Task directions —
Scan the entries below for the string "rusqlite" and copy every line where it turns up.

Data provided: Begin

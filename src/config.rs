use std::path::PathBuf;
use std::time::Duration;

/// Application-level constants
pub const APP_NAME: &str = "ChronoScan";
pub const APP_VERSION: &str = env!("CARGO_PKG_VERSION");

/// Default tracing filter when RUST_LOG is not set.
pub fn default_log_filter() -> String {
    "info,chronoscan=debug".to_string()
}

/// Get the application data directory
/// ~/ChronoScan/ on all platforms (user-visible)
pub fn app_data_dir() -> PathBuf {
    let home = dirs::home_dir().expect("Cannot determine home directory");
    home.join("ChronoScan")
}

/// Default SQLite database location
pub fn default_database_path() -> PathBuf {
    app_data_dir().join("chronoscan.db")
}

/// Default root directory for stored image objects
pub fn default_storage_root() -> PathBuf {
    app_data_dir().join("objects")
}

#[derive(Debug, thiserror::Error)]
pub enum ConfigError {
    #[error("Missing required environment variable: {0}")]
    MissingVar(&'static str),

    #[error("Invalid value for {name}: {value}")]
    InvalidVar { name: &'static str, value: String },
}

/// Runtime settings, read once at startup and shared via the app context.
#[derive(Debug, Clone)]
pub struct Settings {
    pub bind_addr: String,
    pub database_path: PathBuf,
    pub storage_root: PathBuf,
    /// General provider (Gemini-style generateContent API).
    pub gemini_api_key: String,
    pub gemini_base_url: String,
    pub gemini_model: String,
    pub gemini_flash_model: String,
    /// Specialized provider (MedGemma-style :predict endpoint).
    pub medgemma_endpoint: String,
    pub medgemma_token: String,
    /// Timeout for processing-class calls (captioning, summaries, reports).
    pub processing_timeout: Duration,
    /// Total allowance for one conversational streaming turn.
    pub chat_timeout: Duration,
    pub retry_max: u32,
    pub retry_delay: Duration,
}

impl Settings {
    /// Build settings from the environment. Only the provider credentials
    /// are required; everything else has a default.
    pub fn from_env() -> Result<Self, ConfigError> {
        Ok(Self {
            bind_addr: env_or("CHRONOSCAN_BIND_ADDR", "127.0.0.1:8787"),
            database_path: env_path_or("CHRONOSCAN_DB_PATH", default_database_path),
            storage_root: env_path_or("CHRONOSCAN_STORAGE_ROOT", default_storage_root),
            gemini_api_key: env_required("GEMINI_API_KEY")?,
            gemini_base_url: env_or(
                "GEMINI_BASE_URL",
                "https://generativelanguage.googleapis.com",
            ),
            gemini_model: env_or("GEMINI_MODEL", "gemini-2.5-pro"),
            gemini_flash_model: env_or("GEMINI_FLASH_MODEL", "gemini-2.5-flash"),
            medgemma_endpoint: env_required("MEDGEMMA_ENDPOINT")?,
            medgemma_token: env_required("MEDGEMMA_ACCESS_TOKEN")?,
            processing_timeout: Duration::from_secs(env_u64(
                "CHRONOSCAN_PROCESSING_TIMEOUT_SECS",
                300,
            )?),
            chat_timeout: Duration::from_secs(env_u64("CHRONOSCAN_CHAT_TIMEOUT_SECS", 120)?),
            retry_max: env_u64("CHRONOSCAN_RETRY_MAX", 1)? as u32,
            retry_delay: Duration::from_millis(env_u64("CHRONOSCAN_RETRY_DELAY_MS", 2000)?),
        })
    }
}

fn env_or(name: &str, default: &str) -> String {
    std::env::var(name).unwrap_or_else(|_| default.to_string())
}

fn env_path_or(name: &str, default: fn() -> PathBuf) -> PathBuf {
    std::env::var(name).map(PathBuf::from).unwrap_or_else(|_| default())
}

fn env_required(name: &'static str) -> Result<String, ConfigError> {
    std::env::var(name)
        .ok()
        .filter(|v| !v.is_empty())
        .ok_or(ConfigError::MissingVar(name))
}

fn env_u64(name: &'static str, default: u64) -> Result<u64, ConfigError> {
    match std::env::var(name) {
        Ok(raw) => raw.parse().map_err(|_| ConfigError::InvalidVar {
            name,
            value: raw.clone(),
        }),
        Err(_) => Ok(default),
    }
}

Data provided: End
Data provided: Begin

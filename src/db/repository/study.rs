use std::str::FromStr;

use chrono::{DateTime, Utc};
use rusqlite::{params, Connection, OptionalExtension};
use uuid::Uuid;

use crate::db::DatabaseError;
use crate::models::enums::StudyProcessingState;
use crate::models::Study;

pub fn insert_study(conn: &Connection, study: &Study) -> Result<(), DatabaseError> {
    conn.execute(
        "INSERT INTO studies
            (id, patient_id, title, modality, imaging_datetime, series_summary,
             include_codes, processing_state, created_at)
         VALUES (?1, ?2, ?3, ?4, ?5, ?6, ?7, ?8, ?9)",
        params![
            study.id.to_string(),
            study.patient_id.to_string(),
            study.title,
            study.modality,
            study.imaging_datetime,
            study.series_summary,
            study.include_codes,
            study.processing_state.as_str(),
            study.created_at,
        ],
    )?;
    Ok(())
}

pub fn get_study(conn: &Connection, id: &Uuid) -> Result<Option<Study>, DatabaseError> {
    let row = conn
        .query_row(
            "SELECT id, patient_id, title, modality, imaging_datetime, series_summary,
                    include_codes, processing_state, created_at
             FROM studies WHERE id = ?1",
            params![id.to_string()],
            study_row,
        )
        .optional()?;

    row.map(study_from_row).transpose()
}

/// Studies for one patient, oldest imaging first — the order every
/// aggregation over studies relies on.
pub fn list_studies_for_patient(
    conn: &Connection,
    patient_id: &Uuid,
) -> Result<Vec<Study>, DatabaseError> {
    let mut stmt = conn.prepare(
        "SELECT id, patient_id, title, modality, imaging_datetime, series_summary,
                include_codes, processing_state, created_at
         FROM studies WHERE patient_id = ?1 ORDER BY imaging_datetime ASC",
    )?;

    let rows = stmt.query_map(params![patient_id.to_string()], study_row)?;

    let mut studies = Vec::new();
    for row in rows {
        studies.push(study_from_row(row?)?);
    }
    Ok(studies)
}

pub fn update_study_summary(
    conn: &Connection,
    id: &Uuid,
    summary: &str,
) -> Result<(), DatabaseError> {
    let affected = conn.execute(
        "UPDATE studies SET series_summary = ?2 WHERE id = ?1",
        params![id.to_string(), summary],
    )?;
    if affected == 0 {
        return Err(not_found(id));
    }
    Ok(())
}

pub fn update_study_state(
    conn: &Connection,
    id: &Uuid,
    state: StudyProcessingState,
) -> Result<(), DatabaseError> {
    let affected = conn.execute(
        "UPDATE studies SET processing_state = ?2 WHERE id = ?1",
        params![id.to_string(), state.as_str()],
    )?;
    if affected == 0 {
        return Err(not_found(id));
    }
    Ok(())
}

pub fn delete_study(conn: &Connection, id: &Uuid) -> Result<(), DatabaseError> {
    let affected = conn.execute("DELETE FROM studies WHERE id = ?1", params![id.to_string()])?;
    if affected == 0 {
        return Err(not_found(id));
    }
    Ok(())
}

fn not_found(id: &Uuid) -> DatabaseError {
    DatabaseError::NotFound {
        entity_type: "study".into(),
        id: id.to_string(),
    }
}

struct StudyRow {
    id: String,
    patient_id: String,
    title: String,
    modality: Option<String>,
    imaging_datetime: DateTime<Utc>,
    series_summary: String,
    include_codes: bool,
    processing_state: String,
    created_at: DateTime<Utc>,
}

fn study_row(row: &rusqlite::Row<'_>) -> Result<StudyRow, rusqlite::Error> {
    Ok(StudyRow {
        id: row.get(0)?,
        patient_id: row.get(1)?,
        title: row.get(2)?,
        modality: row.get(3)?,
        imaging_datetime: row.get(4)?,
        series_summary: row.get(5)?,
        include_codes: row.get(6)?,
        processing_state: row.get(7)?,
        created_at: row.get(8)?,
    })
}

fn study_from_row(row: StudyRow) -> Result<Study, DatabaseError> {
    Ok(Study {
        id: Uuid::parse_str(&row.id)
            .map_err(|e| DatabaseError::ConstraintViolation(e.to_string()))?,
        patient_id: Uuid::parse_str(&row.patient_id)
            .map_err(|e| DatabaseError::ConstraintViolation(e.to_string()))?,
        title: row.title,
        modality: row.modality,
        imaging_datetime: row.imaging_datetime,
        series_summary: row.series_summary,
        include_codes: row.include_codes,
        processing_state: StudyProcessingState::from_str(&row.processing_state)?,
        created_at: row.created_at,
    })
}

Data provided: End

Your solution —
use rusqlite::{params, Connection, OptionalExtension};
fn study_row(row: &rusqlite::Row<'_>) -> Result<StudyRow, rusqlite::Error> {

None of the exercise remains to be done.